--- Data records Enclosed Below ---

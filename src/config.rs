use crate::components::agenda::Locale;
use crate::error::{config_error, AgendaResult};
use dotenvy::dotenv;
use serde::{Deserialize, Serialize};
use std::env;
use std::fs;
use std::path::{Path, PathBuf};
use std::time::Duration;

/// Config file read when no path is given explicitly
pub const DEFAULT_CONFIG_PATH: &str = "config/agenda.toml";

/// Main configuration structure
#[derive(Debug, Clone, PartialEq, Serialize, Deserialize)]
pub struct Config {
    /// Google OAuth client-secret file
    pub credentials_path: PathBuf,
    /// Cached OAuth token
    pub token_path: PathBuf,
    /// Calendar to list events from
    pub calendar_id: String,
    /// IANA zone for the target day; the system zone when unset
    pub timezone: Option<String>,
    /// Output language
    pub locale: Locale,
    /// Port of the loopback listener used during authorization
    pub redirect_port: u16,
    /// Timeout for each HTTP request, in seconds
    pub request_timeout_secs: u64,
    /// Calendar API root
    pub api_base_url: String,
}

impl Default for Config {
    fn default() -> Self {
        Self {
            credentials_path: PathBuf::from("credentials.json"),
            token_path: PathBuf::from("token.json"),
            calendar_id: "primary".to_string(),
            timezone: None,
            locale: Locale::default(),
            redirect_port: 8080,
            request_timeout_secs: 30,
            api_base_url: crate::components::google_calendar::DEFAULT_API_BASE.to_string(),
        }
    }
}

/// Optional overrides from the TOML config file
#[derive(Debug, Default, Deserialize)]
#[serde(deny_unknown_fields)]
struct FileConfig {
    credentials_path: Option<PathBuf>,
    token_path: Option<PathBuf>,
    calendar_id: Option<String>,
    timezone: Option<String>,
    locale: Option<Locale>,
    redirect_port: Option<u16>,
    request_timeout_secs: Option<u64>,
    api_base_url: Option<String>,
}

impl Config {
    /// Load configuration from defaults, the config file and the environment.
    ///
    /// An explicit `path` must exist. The default path is only read when present.
    pub fn load(path: Option<&Path>) -> AgendaResult<Self> {
        // Load .env file if it exists
        dotenv().ok();

        let mut config = Config::default();

        let (path, required) = match path {
            Some(path) => (path.to_path_buf(), true),
            None => (PathBuf::from(DEFAULT_CONFIG_PATH), false),
        };
        if required || path.exists() {
            let content = fs::read_to_string(&path).map_err(|e| {
                config_error(&format!("Unable to read config file {}: {}", path.display(), e))
            })?;
            config.merge_file(&content)?;
        }

        config.merge_env(|key| env::var(key).ok())?;
        Ok(config)
    }

    /// Apply a TOML document on top of the current values
    pub fn merge_file(&mut self, content: &str) -> AgendaResult<()> {
        let file: FileConfig = toml::from_str(content)?;

        if let Some(v) = file.credentials_path {
            self.credentials_path = v;
        }
        if let Some(v) = file.token_path {
            self.token_path = v;
        }
        if let Some(v) = file.calendar_id {
            self.calendar_id = v;
        }
        if file.timezone.is_some() {
            self.timezone = file.timezone;
        }
        if let Some(v) = file.locale {
            self.locale = v;
        }
        if let Some(v) = file.redirect_port {
            self.redirect_port = v;
        }
        if let Some(v) = file.request_timeout_secs {
            self.request_timeout_secs = v;
        }
        if let Some(v) = file.api_base_url {
            self.api_base_url = v;
        }

        Ok(())
    }

    /// Apply `AGENDA_*` variables looked up through `lookup`
    pub fn merge_env<F>(&mut self, lookup: F) -> AgendaResult<()>
    where
        F: Fn(&str) -> Option<String>,
    {
        if let Some(v) = lookup("AGENDA_CREDENTIALS") {
            self.credentials_path = PathBuf::from(v);
        }
        if let Some(v) = lookup("AGENDA_TOKEN_FILE") {
            self.token_path = PathBuf::from(v);
        }
        if let Some(v) = lookup("AGENDA_CALENDAR_ID") {
            self.calendar_id = v;
        }
        if let Some(v) = lookup("AGENDA_TIMEZONE") {
            self.timezone = Some(v);
        }
        if let Some(v) = lookup("AGENDA_LOCALE") {
            self.locale = v.parse()?;
        }
        if let Some(v) = lookup("AGENDA_REDIRECT_PORT") {
            self.redirect_port = v
                .parse()
                .map_err(|_| config_error("Invalid AGENDA_REDIRECT_PORT format"))?;
        }
        if let Some(v) = lookup("AGENDA_REQUEST_TIMEOUT") {
            self.request_timeout_secs = v
                .parse()
                .map_err(|_| config_error("Invalid AGENDA_REQUEST_TIMEOUT format"))?;
        }

        Ok(())
    }

    pub fn request_timeout(&self) -> Duration {
        Duration::from_secs(self.request_timeout_secs)
    }
}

--- End of Enclosed Data records ---

Activity:
For every line above with the word "Invalid" in it, make a copy.

Solution to this task:
                .map_err(|_| config_error("Invalid AGENDA_REDIRECT_PORT format"))?;
                .map_err(|_| config_error("Invalid AGENDA_REQUEST_TIMEOUT format"))?;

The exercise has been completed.